> PROMPT
From the first line of the data below, repeat each line exactly until you reach the line with "for B2C disbursements."; include that line too.

> Stored data entries
________________________
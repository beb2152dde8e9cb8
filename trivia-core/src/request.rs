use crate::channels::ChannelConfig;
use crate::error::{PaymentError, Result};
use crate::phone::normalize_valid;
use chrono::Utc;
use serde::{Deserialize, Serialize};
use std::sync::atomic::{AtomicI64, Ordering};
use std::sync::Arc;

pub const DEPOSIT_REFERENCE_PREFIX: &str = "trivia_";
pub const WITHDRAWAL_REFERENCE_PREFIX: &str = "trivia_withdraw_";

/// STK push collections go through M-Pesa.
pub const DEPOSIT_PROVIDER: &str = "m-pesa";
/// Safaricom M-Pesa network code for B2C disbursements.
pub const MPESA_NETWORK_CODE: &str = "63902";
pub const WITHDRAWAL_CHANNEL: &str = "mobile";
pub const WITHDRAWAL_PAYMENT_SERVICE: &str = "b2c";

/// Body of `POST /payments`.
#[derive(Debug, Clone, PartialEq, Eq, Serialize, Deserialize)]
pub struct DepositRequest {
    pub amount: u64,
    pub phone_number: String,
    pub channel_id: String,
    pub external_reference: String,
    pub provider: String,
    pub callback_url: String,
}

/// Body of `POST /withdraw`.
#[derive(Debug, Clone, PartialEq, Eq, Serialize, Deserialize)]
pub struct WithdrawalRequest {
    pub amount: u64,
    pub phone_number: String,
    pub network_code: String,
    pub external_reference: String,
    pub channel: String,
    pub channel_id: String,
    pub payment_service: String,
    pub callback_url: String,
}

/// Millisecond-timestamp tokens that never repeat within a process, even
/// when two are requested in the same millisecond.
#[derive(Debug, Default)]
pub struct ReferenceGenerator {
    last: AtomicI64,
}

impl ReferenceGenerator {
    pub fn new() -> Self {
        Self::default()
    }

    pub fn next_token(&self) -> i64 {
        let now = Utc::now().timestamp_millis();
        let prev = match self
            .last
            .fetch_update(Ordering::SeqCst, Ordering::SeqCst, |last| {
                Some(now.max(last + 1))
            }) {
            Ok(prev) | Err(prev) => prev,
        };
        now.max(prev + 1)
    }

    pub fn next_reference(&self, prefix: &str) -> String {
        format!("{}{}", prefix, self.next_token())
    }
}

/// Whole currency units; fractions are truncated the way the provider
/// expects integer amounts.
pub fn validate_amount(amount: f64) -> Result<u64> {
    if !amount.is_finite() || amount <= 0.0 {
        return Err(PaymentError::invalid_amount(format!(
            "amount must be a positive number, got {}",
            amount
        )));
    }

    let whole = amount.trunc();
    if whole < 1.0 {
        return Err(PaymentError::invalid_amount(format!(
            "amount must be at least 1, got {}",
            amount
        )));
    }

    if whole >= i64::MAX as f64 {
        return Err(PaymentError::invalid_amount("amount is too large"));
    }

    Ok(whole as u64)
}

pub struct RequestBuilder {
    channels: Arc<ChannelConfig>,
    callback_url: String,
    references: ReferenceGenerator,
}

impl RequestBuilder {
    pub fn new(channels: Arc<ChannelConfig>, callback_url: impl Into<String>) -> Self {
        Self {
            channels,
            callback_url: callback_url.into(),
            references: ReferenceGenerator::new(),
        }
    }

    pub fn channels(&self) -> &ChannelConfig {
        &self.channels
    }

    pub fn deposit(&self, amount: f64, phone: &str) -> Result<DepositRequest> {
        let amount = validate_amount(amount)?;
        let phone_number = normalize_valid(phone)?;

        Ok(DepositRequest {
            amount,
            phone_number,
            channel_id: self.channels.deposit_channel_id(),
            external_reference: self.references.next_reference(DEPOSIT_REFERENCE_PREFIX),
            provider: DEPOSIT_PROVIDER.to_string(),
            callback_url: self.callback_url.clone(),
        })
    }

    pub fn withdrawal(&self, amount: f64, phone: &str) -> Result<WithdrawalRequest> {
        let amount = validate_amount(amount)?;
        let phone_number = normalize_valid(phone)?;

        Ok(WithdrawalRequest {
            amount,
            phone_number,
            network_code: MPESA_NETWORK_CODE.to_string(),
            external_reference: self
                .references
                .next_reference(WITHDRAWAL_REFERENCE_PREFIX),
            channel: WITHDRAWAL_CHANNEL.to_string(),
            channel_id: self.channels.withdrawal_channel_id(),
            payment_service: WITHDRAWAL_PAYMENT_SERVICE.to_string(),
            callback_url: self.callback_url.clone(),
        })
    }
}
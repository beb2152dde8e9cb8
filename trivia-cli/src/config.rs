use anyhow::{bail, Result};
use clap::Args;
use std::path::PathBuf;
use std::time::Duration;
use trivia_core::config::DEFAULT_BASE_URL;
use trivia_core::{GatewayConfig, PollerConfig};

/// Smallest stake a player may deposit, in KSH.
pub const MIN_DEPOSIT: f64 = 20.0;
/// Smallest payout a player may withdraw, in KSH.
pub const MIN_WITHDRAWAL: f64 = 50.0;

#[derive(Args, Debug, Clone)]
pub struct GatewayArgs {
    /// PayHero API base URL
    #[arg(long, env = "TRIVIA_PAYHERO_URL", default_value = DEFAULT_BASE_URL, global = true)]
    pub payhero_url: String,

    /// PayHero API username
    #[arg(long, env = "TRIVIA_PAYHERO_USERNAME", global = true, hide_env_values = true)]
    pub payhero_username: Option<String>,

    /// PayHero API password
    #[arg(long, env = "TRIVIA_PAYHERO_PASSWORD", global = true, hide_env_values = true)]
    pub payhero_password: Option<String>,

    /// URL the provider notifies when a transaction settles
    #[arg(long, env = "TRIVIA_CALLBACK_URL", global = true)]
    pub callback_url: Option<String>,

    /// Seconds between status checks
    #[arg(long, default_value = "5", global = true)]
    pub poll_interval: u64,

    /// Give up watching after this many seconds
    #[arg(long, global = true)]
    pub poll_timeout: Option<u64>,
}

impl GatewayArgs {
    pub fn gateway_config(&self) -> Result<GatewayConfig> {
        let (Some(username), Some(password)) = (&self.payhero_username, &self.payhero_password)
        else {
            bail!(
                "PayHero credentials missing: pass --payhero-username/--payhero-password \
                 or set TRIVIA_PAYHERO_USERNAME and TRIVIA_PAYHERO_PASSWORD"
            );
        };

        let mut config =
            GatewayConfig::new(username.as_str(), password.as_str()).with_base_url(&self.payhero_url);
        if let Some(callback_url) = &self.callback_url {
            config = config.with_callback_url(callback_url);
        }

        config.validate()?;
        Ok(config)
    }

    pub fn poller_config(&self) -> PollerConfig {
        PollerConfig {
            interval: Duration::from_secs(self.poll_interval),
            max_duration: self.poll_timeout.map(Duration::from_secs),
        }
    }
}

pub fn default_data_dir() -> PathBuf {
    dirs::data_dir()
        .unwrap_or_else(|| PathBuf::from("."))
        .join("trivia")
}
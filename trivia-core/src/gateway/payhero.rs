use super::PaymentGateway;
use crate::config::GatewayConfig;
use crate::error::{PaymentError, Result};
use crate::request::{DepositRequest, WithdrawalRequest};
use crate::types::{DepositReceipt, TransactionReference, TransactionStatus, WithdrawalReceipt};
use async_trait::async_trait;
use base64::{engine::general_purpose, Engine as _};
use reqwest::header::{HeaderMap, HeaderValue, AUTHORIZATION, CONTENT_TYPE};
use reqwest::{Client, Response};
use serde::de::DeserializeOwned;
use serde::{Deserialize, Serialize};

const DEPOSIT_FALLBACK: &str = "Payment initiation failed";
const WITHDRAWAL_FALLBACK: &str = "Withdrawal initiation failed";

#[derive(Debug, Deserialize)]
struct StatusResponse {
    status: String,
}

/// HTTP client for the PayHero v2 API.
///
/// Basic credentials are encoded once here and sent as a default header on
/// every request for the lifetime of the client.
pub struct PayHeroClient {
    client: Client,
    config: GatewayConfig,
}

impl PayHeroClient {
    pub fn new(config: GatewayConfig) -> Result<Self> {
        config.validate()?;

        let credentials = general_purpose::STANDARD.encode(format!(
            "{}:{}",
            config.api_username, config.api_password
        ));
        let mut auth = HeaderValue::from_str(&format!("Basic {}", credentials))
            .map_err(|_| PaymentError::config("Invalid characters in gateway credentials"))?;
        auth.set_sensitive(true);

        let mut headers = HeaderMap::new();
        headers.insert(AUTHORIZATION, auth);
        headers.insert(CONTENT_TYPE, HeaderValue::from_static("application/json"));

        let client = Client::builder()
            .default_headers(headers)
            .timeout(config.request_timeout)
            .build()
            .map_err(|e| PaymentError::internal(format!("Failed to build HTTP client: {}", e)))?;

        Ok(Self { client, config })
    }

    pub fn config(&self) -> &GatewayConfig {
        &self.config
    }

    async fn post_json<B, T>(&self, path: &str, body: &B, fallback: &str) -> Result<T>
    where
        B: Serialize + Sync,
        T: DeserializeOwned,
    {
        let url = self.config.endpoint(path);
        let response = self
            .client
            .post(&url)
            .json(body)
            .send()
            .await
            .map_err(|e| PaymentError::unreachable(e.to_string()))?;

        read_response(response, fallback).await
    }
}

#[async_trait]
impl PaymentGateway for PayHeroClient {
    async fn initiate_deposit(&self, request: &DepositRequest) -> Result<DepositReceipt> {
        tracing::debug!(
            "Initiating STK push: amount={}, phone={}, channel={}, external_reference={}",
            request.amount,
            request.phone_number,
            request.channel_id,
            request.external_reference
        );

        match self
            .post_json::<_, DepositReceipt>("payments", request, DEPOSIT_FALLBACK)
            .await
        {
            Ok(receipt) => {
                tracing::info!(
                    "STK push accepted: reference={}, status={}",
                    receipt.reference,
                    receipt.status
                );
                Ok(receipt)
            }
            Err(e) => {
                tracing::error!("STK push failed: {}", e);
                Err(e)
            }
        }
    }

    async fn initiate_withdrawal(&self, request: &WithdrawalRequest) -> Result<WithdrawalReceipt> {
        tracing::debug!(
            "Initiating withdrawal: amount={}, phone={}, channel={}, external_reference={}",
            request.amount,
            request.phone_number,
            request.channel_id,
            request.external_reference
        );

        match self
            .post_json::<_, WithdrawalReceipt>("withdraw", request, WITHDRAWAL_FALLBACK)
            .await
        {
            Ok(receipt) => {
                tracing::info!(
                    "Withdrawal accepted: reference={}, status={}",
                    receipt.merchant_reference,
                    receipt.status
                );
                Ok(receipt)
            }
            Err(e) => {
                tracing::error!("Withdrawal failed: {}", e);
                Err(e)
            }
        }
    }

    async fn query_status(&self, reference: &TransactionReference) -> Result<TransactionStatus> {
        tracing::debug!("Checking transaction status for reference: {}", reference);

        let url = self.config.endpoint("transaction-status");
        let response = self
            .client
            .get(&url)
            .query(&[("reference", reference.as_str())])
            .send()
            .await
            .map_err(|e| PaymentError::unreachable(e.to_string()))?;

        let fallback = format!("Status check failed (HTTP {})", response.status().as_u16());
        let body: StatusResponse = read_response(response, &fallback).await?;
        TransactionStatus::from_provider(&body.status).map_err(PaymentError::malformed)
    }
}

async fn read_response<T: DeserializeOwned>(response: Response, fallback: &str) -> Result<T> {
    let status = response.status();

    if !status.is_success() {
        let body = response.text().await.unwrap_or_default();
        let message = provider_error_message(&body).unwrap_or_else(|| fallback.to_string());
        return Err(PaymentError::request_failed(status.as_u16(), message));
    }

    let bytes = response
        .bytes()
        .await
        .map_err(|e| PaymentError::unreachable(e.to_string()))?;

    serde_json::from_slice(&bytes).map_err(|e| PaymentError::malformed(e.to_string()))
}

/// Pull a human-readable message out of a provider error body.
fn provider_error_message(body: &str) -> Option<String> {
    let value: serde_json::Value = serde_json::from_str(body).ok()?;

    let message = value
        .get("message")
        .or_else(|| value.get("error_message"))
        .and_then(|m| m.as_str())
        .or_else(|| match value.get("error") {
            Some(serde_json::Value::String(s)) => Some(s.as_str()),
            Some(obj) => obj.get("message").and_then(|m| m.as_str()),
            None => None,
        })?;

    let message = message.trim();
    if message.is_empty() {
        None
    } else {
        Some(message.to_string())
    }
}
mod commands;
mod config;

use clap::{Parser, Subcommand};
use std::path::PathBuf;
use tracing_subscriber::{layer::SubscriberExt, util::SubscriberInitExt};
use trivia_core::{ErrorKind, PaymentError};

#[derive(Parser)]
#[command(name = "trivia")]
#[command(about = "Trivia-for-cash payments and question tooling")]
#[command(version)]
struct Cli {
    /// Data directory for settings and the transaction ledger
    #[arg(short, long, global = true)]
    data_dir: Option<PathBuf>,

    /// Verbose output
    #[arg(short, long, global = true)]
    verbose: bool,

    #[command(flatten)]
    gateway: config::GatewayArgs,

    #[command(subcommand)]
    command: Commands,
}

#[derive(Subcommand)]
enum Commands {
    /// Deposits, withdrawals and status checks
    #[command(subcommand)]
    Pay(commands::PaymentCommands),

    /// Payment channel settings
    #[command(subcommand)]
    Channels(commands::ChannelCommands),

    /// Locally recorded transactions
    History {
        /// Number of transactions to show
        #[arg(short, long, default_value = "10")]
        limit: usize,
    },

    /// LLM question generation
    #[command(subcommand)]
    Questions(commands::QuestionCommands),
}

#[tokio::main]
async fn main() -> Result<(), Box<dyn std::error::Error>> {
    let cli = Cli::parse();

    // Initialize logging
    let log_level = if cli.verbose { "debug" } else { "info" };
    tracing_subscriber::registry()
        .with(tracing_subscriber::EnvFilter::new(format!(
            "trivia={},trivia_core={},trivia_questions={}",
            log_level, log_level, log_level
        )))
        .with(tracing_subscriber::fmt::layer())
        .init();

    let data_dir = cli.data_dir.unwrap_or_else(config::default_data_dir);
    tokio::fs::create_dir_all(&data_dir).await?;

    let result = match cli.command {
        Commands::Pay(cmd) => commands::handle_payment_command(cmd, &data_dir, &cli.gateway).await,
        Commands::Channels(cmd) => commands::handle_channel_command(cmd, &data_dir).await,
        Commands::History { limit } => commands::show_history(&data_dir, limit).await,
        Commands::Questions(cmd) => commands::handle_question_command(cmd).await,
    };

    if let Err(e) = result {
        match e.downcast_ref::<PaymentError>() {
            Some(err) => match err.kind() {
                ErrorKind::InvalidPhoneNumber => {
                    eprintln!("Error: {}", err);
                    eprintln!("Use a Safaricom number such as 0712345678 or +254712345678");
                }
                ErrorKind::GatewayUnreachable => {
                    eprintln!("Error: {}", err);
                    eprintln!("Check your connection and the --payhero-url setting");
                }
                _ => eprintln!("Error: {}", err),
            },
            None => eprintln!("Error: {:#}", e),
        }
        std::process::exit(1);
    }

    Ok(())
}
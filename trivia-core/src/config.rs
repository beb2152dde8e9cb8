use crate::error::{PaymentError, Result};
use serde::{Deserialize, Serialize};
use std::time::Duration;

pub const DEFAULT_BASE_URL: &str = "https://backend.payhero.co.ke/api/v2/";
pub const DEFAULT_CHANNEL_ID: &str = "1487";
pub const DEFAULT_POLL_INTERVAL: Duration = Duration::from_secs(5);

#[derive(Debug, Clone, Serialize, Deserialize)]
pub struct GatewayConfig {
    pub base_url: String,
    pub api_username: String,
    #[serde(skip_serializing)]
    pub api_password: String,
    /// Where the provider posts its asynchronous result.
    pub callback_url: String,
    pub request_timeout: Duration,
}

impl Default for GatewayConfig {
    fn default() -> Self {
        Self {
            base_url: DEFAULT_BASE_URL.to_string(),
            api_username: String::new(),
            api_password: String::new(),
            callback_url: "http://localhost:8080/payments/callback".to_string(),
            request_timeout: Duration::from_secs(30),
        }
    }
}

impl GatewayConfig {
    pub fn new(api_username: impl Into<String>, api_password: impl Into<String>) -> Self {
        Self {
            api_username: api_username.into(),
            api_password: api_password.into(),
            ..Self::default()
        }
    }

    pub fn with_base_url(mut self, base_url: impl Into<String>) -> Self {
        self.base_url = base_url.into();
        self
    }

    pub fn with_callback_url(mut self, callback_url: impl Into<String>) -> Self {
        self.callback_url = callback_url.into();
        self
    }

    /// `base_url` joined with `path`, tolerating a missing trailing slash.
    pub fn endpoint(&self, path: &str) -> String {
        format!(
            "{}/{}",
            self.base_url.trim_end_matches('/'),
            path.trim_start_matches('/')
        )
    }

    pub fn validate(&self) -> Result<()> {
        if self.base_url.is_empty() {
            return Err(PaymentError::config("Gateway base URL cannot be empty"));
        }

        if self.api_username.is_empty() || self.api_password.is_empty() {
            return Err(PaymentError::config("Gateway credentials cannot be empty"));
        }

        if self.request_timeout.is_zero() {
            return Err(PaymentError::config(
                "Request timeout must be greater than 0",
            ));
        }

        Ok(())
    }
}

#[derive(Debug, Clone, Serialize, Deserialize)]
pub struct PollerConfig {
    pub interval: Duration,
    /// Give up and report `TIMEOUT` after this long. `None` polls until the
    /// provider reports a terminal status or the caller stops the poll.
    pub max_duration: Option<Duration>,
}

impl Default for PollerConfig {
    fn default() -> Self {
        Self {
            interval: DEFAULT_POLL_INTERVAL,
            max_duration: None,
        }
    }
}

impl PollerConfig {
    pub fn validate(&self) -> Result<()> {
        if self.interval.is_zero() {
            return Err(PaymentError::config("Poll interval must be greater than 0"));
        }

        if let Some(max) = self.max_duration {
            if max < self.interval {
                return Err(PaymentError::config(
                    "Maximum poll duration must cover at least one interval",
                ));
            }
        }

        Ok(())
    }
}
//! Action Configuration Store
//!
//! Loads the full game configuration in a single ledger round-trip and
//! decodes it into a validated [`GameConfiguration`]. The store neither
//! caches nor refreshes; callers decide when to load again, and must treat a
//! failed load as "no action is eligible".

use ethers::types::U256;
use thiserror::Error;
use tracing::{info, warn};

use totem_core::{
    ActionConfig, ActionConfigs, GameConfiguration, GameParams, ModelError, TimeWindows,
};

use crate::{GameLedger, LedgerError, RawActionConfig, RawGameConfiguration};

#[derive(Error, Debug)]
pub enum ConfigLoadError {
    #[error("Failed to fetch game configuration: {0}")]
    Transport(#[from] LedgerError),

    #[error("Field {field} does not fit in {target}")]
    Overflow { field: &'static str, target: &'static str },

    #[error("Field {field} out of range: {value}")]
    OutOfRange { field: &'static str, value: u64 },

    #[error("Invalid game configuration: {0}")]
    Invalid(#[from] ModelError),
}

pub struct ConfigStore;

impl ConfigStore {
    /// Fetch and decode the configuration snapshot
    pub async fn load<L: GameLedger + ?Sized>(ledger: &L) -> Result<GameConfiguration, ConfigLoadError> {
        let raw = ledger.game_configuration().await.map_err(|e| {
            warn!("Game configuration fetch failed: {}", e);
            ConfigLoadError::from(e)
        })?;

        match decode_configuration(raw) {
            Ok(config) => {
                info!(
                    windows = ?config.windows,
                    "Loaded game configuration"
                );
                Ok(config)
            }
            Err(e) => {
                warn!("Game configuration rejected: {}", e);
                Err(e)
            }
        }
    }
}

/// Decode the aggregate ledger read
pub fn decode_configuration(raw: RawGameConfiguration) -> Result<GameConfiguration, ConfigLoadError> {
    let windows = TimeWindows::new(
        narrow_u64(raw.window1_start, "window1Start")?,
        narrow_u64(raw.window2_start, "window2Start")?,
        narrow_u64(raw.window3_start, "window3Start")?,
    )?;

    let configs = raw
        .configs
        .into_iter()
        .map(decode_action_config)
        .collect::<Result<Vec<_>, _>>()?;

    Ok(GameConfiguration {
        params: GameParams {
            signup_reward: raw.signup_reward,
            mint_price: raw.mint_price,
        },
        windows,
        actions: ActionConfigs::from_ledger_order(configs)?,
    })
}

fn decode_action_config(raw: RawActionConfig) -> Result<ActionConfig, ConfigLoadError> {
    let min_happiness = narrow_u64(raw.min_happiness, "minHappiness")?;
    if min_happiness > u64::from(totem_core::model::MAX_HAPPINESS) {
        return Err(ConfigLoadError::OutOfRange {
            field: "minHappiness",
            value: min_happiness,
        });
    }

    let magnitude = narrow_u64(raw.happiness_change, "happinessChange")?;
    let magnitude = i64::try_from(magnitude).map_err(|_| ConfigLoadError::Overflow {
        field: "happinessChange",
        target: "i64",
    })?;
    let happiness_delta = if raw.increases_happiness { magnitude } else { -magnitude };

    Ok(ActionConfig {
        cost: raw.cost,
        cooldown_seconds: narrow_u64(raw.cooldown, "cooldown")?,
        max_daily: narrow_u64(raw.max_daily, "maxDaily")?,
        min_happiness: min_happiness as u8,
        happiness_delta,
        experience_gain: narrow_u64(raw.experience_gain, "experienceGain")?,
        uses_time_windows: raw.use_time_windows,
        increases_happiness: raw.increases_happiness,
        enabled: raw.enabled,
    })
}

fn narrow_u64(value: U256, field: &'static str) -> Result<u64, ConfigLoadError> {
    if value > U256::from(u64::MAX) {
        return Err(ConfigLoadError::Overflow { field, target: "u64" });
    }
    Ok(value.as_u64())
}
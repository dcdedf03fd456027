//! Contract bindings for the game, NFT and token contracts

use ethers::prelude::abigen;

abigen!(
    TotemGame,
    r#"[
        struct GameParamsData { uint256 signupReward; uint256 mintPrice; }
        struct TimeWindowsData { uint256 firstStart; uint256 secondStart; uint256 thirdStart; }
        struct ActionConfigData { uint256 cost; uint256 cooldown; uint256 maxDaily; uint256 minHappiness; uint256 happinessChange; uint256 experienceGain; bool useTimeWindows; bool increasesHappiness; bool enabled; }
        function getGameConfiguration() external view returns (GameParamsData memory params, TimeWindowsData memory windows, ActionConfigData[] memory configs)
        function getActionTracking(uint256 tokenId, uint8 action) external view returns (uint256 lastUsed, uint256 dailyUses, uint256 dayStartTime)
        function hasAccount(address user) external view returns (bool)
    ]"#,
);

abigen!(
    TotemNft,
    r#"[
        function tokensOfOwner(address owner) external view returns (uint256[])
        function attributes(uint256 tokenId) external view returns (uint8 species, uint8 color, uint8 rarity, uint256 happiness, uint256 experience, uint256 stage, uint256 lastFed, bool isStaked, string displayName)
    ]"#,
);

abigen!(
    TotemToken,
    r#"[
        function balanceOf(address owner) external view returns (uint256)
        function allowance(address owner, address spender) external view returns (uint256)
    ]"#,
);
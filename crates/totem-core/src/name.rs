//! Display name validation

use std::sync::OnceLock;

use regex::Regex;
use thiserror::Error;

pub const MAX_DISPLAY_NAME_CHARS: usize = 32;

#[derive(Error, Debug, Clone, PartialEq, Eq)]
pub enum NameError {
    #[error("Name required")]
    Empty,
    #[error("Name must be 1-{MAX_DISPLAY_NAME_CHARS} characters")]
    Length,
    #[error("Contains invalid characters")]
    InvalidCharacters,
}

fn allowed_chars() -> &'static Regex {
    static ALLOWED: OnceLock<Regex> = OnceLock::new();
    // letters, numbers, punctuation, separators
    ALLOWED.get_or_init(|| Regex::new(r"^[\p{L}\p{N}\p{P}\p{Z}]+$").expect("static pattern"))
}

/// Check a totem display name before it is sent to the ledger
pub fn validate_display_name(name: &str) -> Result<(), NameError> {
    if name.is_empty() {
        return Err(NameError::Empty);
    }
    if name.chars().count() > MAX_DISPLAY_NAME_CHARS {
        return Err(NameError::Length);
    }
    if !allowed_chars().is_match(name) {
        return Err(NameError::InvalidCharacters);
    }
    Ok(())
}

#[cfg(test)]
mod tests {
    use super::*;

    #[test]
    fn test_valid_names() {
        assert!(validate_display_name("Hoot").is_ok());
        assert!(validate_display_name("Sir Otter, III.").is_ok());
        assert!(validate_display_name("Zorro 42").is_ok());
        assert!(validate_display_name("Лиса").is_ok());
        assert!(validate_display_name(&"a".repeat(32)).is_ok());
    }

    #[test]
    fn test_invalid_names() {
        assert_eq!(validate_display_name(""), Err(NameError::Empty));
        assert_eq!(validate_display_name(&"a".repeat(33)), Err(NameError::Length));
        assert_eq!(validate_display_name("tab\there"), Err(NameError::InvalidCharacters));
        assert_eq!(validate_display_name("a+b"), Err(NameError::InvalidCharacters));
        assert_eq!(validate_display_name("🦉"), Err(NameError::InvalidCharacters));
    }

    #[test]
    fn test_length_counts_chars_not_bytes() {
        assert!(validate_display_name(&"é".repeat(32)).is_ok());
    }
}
________________________
> SOLUTION TO THE PROBLEM
repository beb2152dde8e9cb8
filename trivia-core/src/request.rs
use crate::channels::ChannelConfig;
use crate::error::{PaymentError, Result};
use crate::phone::normalize_valid;
use chrono::Utc;
use serde::{Deserialize, Serialize};
use std::sync::atomic::{AtomicI64, Ordering};
use std::sync::Arc;

pub const DEPOSIT_REFERENCE_PREFIX: &str = "trivia_";
pub const WITHDRAWAL_REFERENCE_PREFIX: &str = "trivia_withdraw_";

/// STK push collections go through M-Pesa.
pub const DEPOSIT_PROVIDER: &str = "m-pesa";
/// Safaricom M-Pesa network code for B2C disbursements.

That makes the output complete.